The adoption of a child is an event filled with expectation, planning, longing, and finally, the excitement of completing the court proceeding that legalizes the adoption. So many things start to happen that it’s easy to lose sight of the need to protect the child in case of a tragedy. The way to do that is by preparing a Last Will and Testament that includes provisions for a Guardian as well as provisions to protect the assets for the child’s benefit up to a certain age determined by the parent. Beneficiary designations of tax-deferred assets, retirement plans, annuities and life insurance should be coordinated with the estate plan. Whether the assets are large or small, the process is called “estate planning.” As I like to say, careful planning can prevent a crisis, and failure to plan can create mountains of legal work.

If a minor is orphaned, an adult will have to be appointed as their legal guardian until age 18. The parent can include a provision in the Will that specifies a string of successor guardians. See NJSA 3B:12-13 -18. If the child is adopted by a married couple, the surviving parent is the natural guardian. But if there is no surviving parent (see NJSA 3B:12-21), there will be a void and there may be a battle among the grandparents or a battle among friends or remote kin. Even after the Court has appointed the testamentary guardian, the court has the ongoing authority to look into the best interests of the minor if something goes awry and a person brings the matter before the court.

The parent also needs to consider who will manage the child’s funds if the parents have died. Unless a trust is written into the estate plan, the property of the minor in excess of $5,000 in any given year will have to be deposited into the County Surrogate’s account.

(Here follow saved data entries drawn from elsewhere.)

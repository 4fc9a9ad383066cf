//! Field-level accuracy of extracted records.

use serde::{Deserialize, Serialize};
use serde_json::{Map, Number, Value};

use crate::models::rate::SupplierRate;

/// A labelled evaluation case.
#[derive(Debug, Clone, Serialize, Deserialize)]
pub struct EvalCase {
    /// Raw rate text.
    pub text: String,
    /// Expected field values, keyed by field name.
    pub expected: Map<String, Value>,
}

/// Outcome of comparing one record against its expected fields.
#[derive(Debug, Clone, Default, PartialEq, Serialize)]
pub struct FieldScore {
    /// Number of expected fields that matched.
    pub matched: usize,
    /// Number of expected fields.
    pub total: usize,
    /// Names of expected fields that did not match.
    pub mismatched: Vec<String>,
}

impl FieldScore {
    /// Fraction of expected fields that matched. Zero expected fields score 0.
    pub fn accuracy(&self) -> f64 {
        self.matched as f64 / self.total.max(1) as f64
    }
}

/// Score an extracted record against expected field values.
pub fn field_accuracy(expected: &Map<String, Value>, produced: &SupplierRate) -> FieldScore {
    // Serializing a record cannot fail.
    let produced = serde_json::to_value(produced).unwrap_or_default();
    score_fields(expected, &produced)
}

/// Score any JSON object against expected field values.
///
/// A field matches when both values render to the same text ignoring case.
/// Strings render as their content, everything else as compact JSON with
/// numbers widened to floats, so `320` equals `320.0` and lists compare in
/// order. A field absent from `produced` renders as `null`.
pub fn score_fields(expected: &Map<String, Value>, produced: &Value) -> FieldScore {
    let mut score = FieldScore {
        total: expected.len(),
        ..Default::default()
    };

    for (name, want) in expected {
        let got = produced.get(name).unwrap_or(&Value::Null);
        if render(want).to_lowercase() == render(got).to_lowercase() {
            score.matched += 1;
        } else {
            score.mismatched.push(name.clone());
        }
    }

    score
}

/// Mean accuracy over several scores; 0 for none.
pub fn mean_accuracy(scores: &[FieldScore]) -> f64 {
    if scores.is_empty() {
        return 0.0;
    }
    scores.iter().map(FieldScore::accuracy).sum::<f64>() / scores.len() as f64
}

fn render(value: &Value) -> String {
    match value {
        Value::String(s) => s.clone(),
        other => widen_numbers(other).to_string(),
    }
}

fn widen_numbers(value: &Value) -> Value {
    match value {
        Value::Number(n) => n
            .as_f64()
            .and_then(Number::from_f64)
            .map_or_else(|| value.clone(), Value::Number),
        Value::Array(items) => Value::Array(items.iter().map(widen_numbers).collect()),
        Value::Object(obj) => Value::Object(
            obj.iter()
                .map(|(k, v)| (k.clone(), widen_numbers(v)))
                .collect(),
        ),
        other => other.clone(),
    }
}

The minor’s guardian will obtain the funds by completing request forms at the Surrogate’s office, and when the minor reaches 18, s/he can waltz in there and receive the entire amount. As you can imagine, this may not be a good idea, depending on the circumstances, and particularly if there are substantial sums there. The intestacy law (for estates where there was no Will) does not automatically create a trust for the minor just because it seems like the smarter thing to do. The guardian has to bring an action for a protective arrangement (see NJSA 3B:12-1) and to create a trust for the minor (see NJSA 3B:12-54) to preserve the funds for the child’s future, past age 18.

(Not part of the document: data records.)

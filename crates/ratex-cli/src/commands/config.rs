//! Config command - manage configuration.

use std::fs;
use std::path::{Path, PathBuf};

use clap::{Args, Subcommand};
use console::style;
use serde_json::Value;

use ratex_core::models::config::RatexConfig;

use super::config_path;

/// Arguments for the config command.
#[derive(Args)]
pub struct ConfigArgs {
    #[command(subcommand)]
    command: ConfigCommand,
}

#[derive(Subcommand)]
enum ConfigCommand {
    /// Show current configuration
    Show,

    /// Initialize a new configuration file
    Init(InitArgs),

    /// Get a specific configuration value
    Get {
        /// Configuration key (e.g., "extraction.temperature")
        key: String,
    },

    /// Set a configuration value
    Set {
        /// Configuration key
        key: String,
        /// New value (parsed as JSON, else taken as a string)
        value: String,
    },

    /// Show configuration file path
    Path,
}

#[derive(Args)]
struct InitArgs {
    /// Output path for configuration file
    #[arg(short, long)]
    output: Option<PathBuf>,

    /// Overwrite existing file
    #[arg(long)]
    force: bool,
}

pub async fn run(args: ConfigArgs, explicit_path: Option<&str>) -> anyhow::Result<()> {
    let path = config_path(explicit_path);

    match args.command {
        ConfigCommand::Show => show_config(&path),
        ConfigCommand::Init(init_args) => init_config(init_args, path),
        ConfigCommand::Get { key } => get_config(&path, &key),
        ConfigCommand::Set { key, value } => set_config(&path, &key, &value),
        ConfigCommand::Path => show_path(&path),
    }
}

fn load_or_default(path: &Path) -> anyhow::Result<RatexConfig> {
    if path.exists() {
        Ok(RatexConfig::from_file(path)?)
    } else {
        Ok(RatexConfig::default())
    }
}

fn show_config(path: &Path) -> anyhow::Result<()> {
    if !path.exists() {
        eprintln!(
            "{} No config file found, showing defaults.",
            style("ℹ").blue()
        );
    }
    let config = load_or_default(path)?;

    println!("{}", serde_json::to_string_pretty(&config)?);

    Ok(())
}

fn init_config(args: InitArgs, path: PathBuf) -> anyhow::Result<()> {
    let output_path = args.output.unwrap_or(path);

    if output_path.exists() && !args.force {
        anyhow::bail!(
            "Config file already exists at {}. Use --force to overwrite.",
            output_path.display()
        );
    }

    if let Some(parent) = output_path.parent() {
        fs::create_dir_all(parent)?;
    }

    RatexConfig::default().save(&output_path)?;

    println!(
        "{} Created configuration file at {}",
        style("✓").green(),
        output_path.display()
    );

    Ok(())
}

fn get_config(path: &Path, key: &str) -> anyhow::Result<()> {
    let json = serde_json::to_value(load_or_default(path)?)?;

    let mut current = &json;
    for part in key.split('.') {
        current = current
            .get(part)
            .ok_or_else(|| anyhow::anyhow!("Configuration key not found: {}", key))?;
    }

    println!("{}", serde_json::to_string_pretty(current)?);

    Ok(())
}

fn set_config(path: &Path, key: &str, value: &str) -> anyhow::Result<()> {
    let config = load_or_default(path)?;

    let parsed_value: Value =
        serde_json::from_str(value).unwrap_or_else(|_| Value::String(value.to_string()));

    let mut json = serde_json::to_value(&config)?;
    set_path(&mut json, key, parsed_value.clone())?;

    let config: RatexConfig = serde_json::from_value(json)?;
    config.check()?;

    if let Some(parent) = path.parent() {
        fs::create_dir_all(parent)?;
    }
    config.save(path)?;

    println!(
        "{} Set {} = {}",
        style("✓").green(),
        key,
        serde_json::to_string(&parsed_value)?
    );

    Ok(())
}

/// Set a dotted key inside a JSON object. Only the last segment may be new.
fn set_path(json: &mut Value, key: &str, value: Value) -> anyhow::Result<()> {
    let (parents, last) = match key.rsplit_once('.') {
        Some((parents, last)) => (Some(parents), last),
        None => (None, key),
    };

    let mut current = json;
    for part in parents.into_iter().flat_map(|p| p.split('.')) {
        current = current
            .get_mut(part)
            .ok_or_else(|| anyhow::anyhow!("Configuration path not found: {}", key))?;
    }

    match current.as_object_mut() {
        Some(obj) => {
            obj.insert(last.to_string(), value);
            Ok(())
        }
        None => anyhow::bail!("Cannot set value at non-object path: {}", key),
    }
}

fn show_path(path: &Path) -> anyhow::Result<()> {
    println!("Configuration file: {}", path.display());

    if path.exists() {
        println!("Status: {}", style("exists").green());
    } else {
        println!("Status: {}", style("not created").yellow());
        println!();
        println!("Run 'ratex config init' to create a configuration file.");
    }

    Ok(())
}

#[cfg(test)]
mod tests {
    use super::*;
    use serde_json::json;

    #[test]
    fn test_set_path_nested() {
        let mut value = json!({"extraction": {"temperature": 0.1}});
        set_path(&mut value, "extraction.temperature", json!(0.5)).unwrap();
        assert_eq!(value["extraction"]["temperature"], json!(0.5));
    }

    #[test]
    fn test_set_path_unknown_parent() {
        let mut value = json!({"extraction": {}});
        assert!(set_path(&mut value, "model.endpoint", json!("x")).is_err());
    }

    #[test]
    fn test_set_path_non_object() {
        let mut value = json!({"output": {"pretty": true}});
        assert!(set_path(&mut value, "output.pretty.deep", json!(1)).is_err());
    }
}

By writing a trust into the Will, the parent can select the trustees — who may be different than the people they select as the guardians — and can decide the ages at which their child will receive funds from the Trust. They can designate the Trust to receive life insurance, annuity payments and the funds from an IRA or 401K. And of course, if the child has special needs and will require SSI or Medicaid or DDD over time, the parent would want to build that into the estate plan as well.

I have had several occasions over the years to represent clients who needed to become guardian of a minor because the parent(s) died with no estate plan. Eventually the problems were solved, but a tremendous amount of legal work was required, and acrimony among family members was the inevitable result of the parents’ failure to plan.